West Kelowna  

Yoga students raise more than $500, donate needed hygiene products to displaced Ukrainians

Ukrainians need supplies

A group of yoga trainees from West Kelowna has learned the power of volunteering and the importance of the little things in life. They managed to raise more than $500 to create hygiene packs for displaced Ukrainians living in the Central Okanagan.

Chelsea Grdina was one of five students working towards their yoga certification at Shift Power Yoga who decided they wanted to give back to the community. So they reached out to the United Way.

"One of the postings we were really drawn to was, I guess there's a need for infant hygiene kits and personal care items in general for displaced Ukrainians who were coming into BC and the surrounding area," says Grdina.

The United Way connected her with The Bravery Foundation, which works with other organizations in the Central Okanagan that support Ukrainians who have fled the war in their country.

Grdina and her friends, with the help of her employer, Carrington Dental Centre, were able to put together about 30 hygiene packs. Some of the bags of personal care items have been given to We Help Ukraine, which operates a free store out of the Ukrainian Catholic Church on Coronation Avenue. Others will be distributed by Kelowna Stands With Ukraine through its free store, which operates out of the Ukrainian Orthodox Church on Barlee Road every Tuesday.

Store volunteer Kathleen Fieseler says the baskets will be given out through a draw system to Ukrainian families who visit the store during a special children's clothing drive.

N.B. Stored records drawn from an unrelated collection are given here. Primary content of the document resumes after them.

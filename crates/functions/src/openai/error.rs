//! `OpenAI`-related errors.

use thiserror::Error;

/// Errors that can occur when calling the `OpenAI` API.
#[derive(Debug, Error)]
pub enum OpenAiError {
    /// HTTP request failed.
    #[error("OpenAI request failed: {0}")]
    Request(String),

    /// Failed to parse response, or it had no choices.
    #[error("OpenAI response error: {0}")]
    Response(String),

    /// `OpenAI` answered with a non-success status.
    #[error("OpenAI API error ({status})")]
    Api {
        status: u16,
        /// Response body as JSON, or as a string when it was not JSON.
        body: serde_json::Value,
    },
}
//! Jira commands. These go through the backend, not the integration functions.

use clap::Subcommand;

use scrum_master_client::ApiClient;
use scrum_master_core::JiraTicketRequest;

use super::{CommandError, print_json};

#[derive(Subcommand)]
pub enum JiraAction {
    /// Check the backend's Jira connection
    Test,
    /// List Jira projects
    Projects,
    /// Pull a Jira project's backlog into the dashboard
    SyncBacklog {
        project_key: String,
    },
    /// Pull a Jira project's sprints into the dashboard
    SyncSprints {
        project_key: String,
    },
    /// Pull a project's backlog and sprints in the background
    AutoSync {
        project_key: String,
    },
    /// Pull a project's backlog and sprints and wait for the result
    SyncNow {
        project_key: String,
    },
    /// Show how much of a project has been synced
    SyncStatus {
        project_key: String,
    },
    /// Create a ticket
    Create {
        #[arg(long)]
        title: String,
        #[arg(long, default_value = "")]
        description: String,
        /// Story, Task, Bug or Epic
        #[arg(long = "type")]
        issue_type: Option<String>,
        /// High, Medium or Low
        #[arg(long)]
        priority: Option<String>,
        #[arg(long)]
        points: Option<u32>,
        /// Uses the backend's default project when omitted
        #[arg(long)]
        project: Option<String>,
    },
    /// Transition a ticket to a new status
    SetStatus {
        ticket_key: String,
        status: String,
    },
}

pub async fn run(api: &ApiClient, action: JiraAction) -> Result<(), CommandError> {
    let jira = api.jira();
    match action {
        JiraAction::Test => print_json(&jira.connection_test().await?),
        JiraAction::Projects => print_json(&jira.projects().await?),
        JiraAction::SyncBacklog { project_key } => {
            print_json(&jira.sync_backlog(&project_key).await?)
        }
        JiraAction::SyncSprints { project_key } => {
            print_json(&jira.sync_sprints(&project_key).await?)
        }
        JiraAction::AutoSync { project_key } => print_json(&jira.auto_sync(&project_key).await?),
        JiraAction::SyncNow { project_key } => print_json(&jira.sync_now(&project_key).await?),
        JiraAction::SyncStatus { project_key } => {
            print_json(&jira.sync_status(&project_key).await?)
        }
        JiraAction::Create {
            title,
            description,
            issue_type,
            priority,
            points,
            project,
        } => {
            let ticket = JiraTicketRequest {
                title,
                description,
                issue_type,
                priority,
                story_points: points,
                project_key: project,
            };
            print_json(&jira.create_ticket(&ticket).await?)
        }
        JiraAction::SetStatus { ticket_key, status } => {
            print_json(&jira.update_ticket_status(&ticket_key, &status).await?)
        }
    }
}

She says there is quite a need for personal care products because they can be quite expensive.

"Those are the things that you use up," notes Fieseler. "Sure, you can come in and get a toaster from us, and that's going to last you. But your shampoo, your soap, your toothpaste, pads, diapers for babies, and all those things that you have to replenish, are absolutely a need."

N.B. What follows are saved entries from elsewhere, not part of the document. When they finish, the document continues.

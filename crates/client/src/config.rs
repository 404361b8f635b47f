//! Client configuration loaded from environment variables.
//!
//! # Environment Variables
//!
//! ## Optional
//! - `SCRUM_API_URL` - Backend API base URL (default: `http://localhost:8000/api/v1`)
//! - `SCRUM_API_TIMEOUT_SECS` - Request timeout in seconds (default: 30)

use std::time::Duration;

use thiserror::Error;
use url::Url;

pub const DEFAULT_API_URL: &str = "http://localhost:8000/api/v1";
const DEFAULT_TIMEOUT_SECS: u64 = 30;

/// Configuration errors that can occur during loading.
#[derive(Debug, Error)]
pub enum ConfigError {
    #[error("Invalid environment variable {0}: {1}")]
    InvalidEnvVar(String, String),
}

/// Backend API client configuration.
#[derive(Debug, Clone)]
pub struct ClientConfig {
    /// Base URL every resource path is appended to
    pub base_url: String,
    /// Fixed per-request timeout
    pub timeout: Duration,
    /// `User-Agent` header value
    pub user_agent: String,
}

impl Default for ClientConfig {
    fn default() -> Self {
        Self {
            base_url: DEFAULT_API_URL.to_string(),
            timeout: Duration::from_secs(DEFAULT_TIMEOUT_SECS),
            user_agent: default_user_agent(),
        }
    }
}

impl ClientConfig {
    /// Load configuration from environment variables.
    ///
    /// Loads `.env` first if present.
    ///
    /// # Errors
    ///
    /// Returns `ConfigError` if the URL or timeout cannot be parsed.
    pub fn from_env() -> Result<Self, ConfigError> {
        let _ = dotenvy::dotenv();

        let base_url = get_env_or_default("SCRUM_API_URL", DEFAULT_API_URL);
        Url::parse(&base_url)
            .map_err(|e| ConfigError::InvalidEnvVar("SCRUM_API_URL".to_string(), e.to_string()))?;

        let timeout_secs = get_env_or_default("SCRUM_API_TIMEOUT_SECS", "30")
            .parse::<u64>()
            .map_err(|e| {
                ConfigError::InvalidEnvVar("SCRUM_API_TIMEOUT_SECS".to_string(), e.to_string())
            })?;

        Ok(Self {
            base_url,
            timeout: Duration::from_secs(timeout_secs),
            user_agent: default_user_agent(),
        })
    }

    /// Configuration pointing at an explicit base URL, other settings default.
    ///
    /// # Errors
    ///
    /// Returns `ConfigError` if `base_url` is not a valid URL.
    pub fn with_base_url(base_url: &str) -> Result<Self, ConfigError> {
        Url::parse(base_url)
            .map_err(|e| ConfigError::InvalidEnvVar("base_url".to_string(), e.to_string()))?;
        Ok(Self {
            base_url: base_url.to_string(),
            ..Self::default()
        })
    }
}

fn default_user_agent() -> String {
    format!("scrum-master-client/{}", env!("CARGO_PKG_VERSION"))
}

/// Get an environment variable with a default value.
fn get_env_or_default(key: &str, default: &str) -> String {
    std::env::var(key).unwrap_or_else(|_| default.to_string())
}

Making ends meet is especially difficult for families that have been here for several months and have moved out of host homes into their own apartments or rental housing.

"Once they're here for, you know, six months or a year, they're only making $20 an hour at their job, maybe they have multiple children. That's who we're finding are coming back and seeing if anyone has donated laundry soap this week or shampoo. They're coming to us for needs like that," Fieseler explains.

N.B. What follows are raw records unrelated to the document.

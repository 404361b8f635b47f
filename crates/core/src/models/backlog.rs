//! Backlog item records, create/update payloads and list filters.

use chrono::{DateTime, Utc};
use serde::{Deserialize, Serialize};

use crate::types::{
    BacklogItemId, BacklogItemType, BacklogStatus, Complexity, Priority, ProjectId, SprintId,
    UserId,
};

/// A unit of planned work.
#[derive(Debug, Clone, PartialEq, Serialize, Deserialize)]
pub struct BacklogItem {
    pub id: BacklogItemId,
    pub title: String,
    #[serde(default)]
    pub description: Option<String>,
    #[serde(default)]
    pub acceptance_criteria: Option<String>,
    #[serde(default)]
    pub item_type: BacklogItemType,
    #[serde(default)]
    pub priority: Priority,
    #[serde(default)]
    pub status: BacklogStatus,
    #[serde(default)]
    pub story_points: Option<u32>,
    #[serde(default)]
    pub jira_key: Option<String>,

    #[serde(default)]
    pub ai_suggested_points: Option<u32>,
    /// 0.0 to 1.0
    #[serde(default)]
    pub ai_complexity_score: Option<f64>,
    /// 0.0 to 1.0
    #[serde(default)]
    pub ai_clarity_score: Option<f64>,
    /// Raw JSON string of AI recommendations, as stored by the backend.
    #[serde(default)]
    pub ai_suggestions: Option<String>,
    #[serde(default)]
    pub duplicate_candidates: Option<Vec<BacklogItemId>>,

    /// 1-100 scale.
    #[serde(default)]
    pub business_value: Option<u32>,
    #[serde(default)]
    pub effort_estimate: Option<Complexity>,

    pub project_id: ProjectId,
    #[serde(default)]
    pub sprint_id: Option<SprintId>,
    #[serde(default)]
    pub assignee_id: Option<UserId>,
    #[serde(default)]
    pub created_by_id: Option<UserId>,
    #[serde(default)]
    pub created_at: Option<DateTime<Utc>>,
    #[serde(default)]
    pub updated_at: Option<DateTime<Utc>>,
}

impl BacklogItem {
    #[must_use]
    pub fn is_blocked(&self) -> bool {
        self.status == BacklogStatus::Blocked
    }

    #[must_use]
    pub fn is_complete(&self) -> bool {
        self.status == BacklogStatus::Done
    }

    #[must_use]
    pub const fn is_in_sprint(&self) -> bool {
        self.sprint_id.is_some()
    }

    /// Business value per story point, used for prioritisation.
    ///
    /// `None` when either side is missing or zero.
    #[must_use]
    pub fn value_effort_ratio(&self) -> Option<f64> {
        match (self.business_value, self.story_points) {
            (Some(value), Some(points)) if value > 0 && points > 0 => {
                Some(f64::from(value) / f64::from(points))
            }
            _ => None,
        }
    }
}

/// Payload for creating a backlog item.
#[derive(Debug, Clone, PartialEq, Serialize, Deserialize)]
pub struct NewBacklogItem {
    pub title: String,
    pub description: String,
    #[serde(skip_serializing_if = "Option::is_none")]
    pub acceptance_criteria: Option<String>,
    pub item_type: BacklogItemType,
    pub priority: Priority,
    #[serde(skip_serializing_if = "Option::is_none")]
    pub story_points: Option<u32>,
    #[serde(skip_serializing_if = "Option::is_none")]
    pub business_value: Option<u32>,
    #[serde(skip_serializing_if = "Option::is_none")]
    pub assignee_id: Option<UserId>,
}

/// Partial update of a backlog item. Unset fields are left untouched.
#[derive(Debug, Clone, Default, PartialEq, Serialize, Deserialize)]
pub struct BacklogItemUpdate {
    #[serde(skip_serializing_if = "Option::is_none")]
    pub title: Option<String>,
    #[serde(skip_serializing_if = "Option::is_none")]
    pub description: Option<String>,
    #[serde(skip_serializing_if = "Option::is_none")]
    pub acceptance_criteria: Option<String>,
    #[serde(skip_serializing_if = "Option::is_none")]
    pub item_type: Option<BacklogItemType>,
    #[serde(skip_serializing_if = "Option::is_none")]
    pub priority: Option<Priority>,
    #[serde(skip_serializing_if = "Option::is_none")]
    pub status: Option<BacklogStatus>,
    #[serde(skip_serializing_if = "Option::is_none")]
    pub story_points: Option<u32>,
    #[serde(skip_serializing_if = "Option::is_none")]
    pub business_value: Option<u32>,
    #[serde(skip_serializing_if = "Option::is_none")]
    pub assignee_id: Option<UserId>,
}

/// Query filters for listing a project's backlog.
#[derive(Debug, Clone, Default, PartialEq, Eq, Serialize, Deserialize)]
pub struct BacklogFilter {
    #[serde(skip_serializing_if = "Option::is_none")]
    pub status: Option<BacklogStatus>,
    #[serde(skip_serializing_if = "Option::is_none")]
    pub priority: Option<Priority>,
    #[serde(skip_serializing_if = "Option::is_none")]
    pub item_type: Option<BacklogItemType>,
    #[serde(skip_serializing_if = "Option::is_none")]
    pub assignee_id: Option<UserId>,
    #[serde(skip_serializing_if = "Option::is_none")]
    pub search: Option<String>,
}

/// Acknowledgement that a bulk analysis job was queued.
#[derive(Debug, Clone, PartialEq, Eq, Serialize, Deserialize)]
pub struct BulkAnalysisStarted {
    pub message: String,
    pub project_id: ProjectId,
    pub status: String,
}

/// Acknowledgement returned after an item is deleted.
#[derive(Debug, Clone, PartialEq, Eq, Serialize, Deserialize)]
pub struct ItemDeleted {
    pub message: String,
}

/// AI suggestions to apply to an item. Unset fields are left untouched.
#[derive(Debug, Clone, Default, PartialEq, Serialize, Deserialize)]
pub struct AppliedSuggestions {
    #[serde(skip_serializing_if = "Option::is_none")]
    pub title: Option<String>,
    #[serde(skip_serializing_if = "Option::is_none")]
    pub description: Option<String>,
    #[serde(skip_serializing_if = "Option::is_none")]
    pub acceptance_criteria: Option<String>,
    #[serde(skip_serializing_if = "Option::is_none")]
    pub story_points: Option<u32>,
}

She adds that the demand is also high for irons, blenders, hair dryers, and curling irons—all things that families had to leave behind when they came to Canada.

Grdina is just glad she and her friends could help.

"We didn't even think too much of it. We're just like, we'll raise a bit of money and then we'll just go shopping and donate these things, and that's that. But with how much we were able to do with the five of us and how easy it was, anybody can do this."

If you wish to donate hygiene products, you can find details about the Kelowna Stands With Ukraine and We Help Ukraine free stores on the Bravery Foundation website.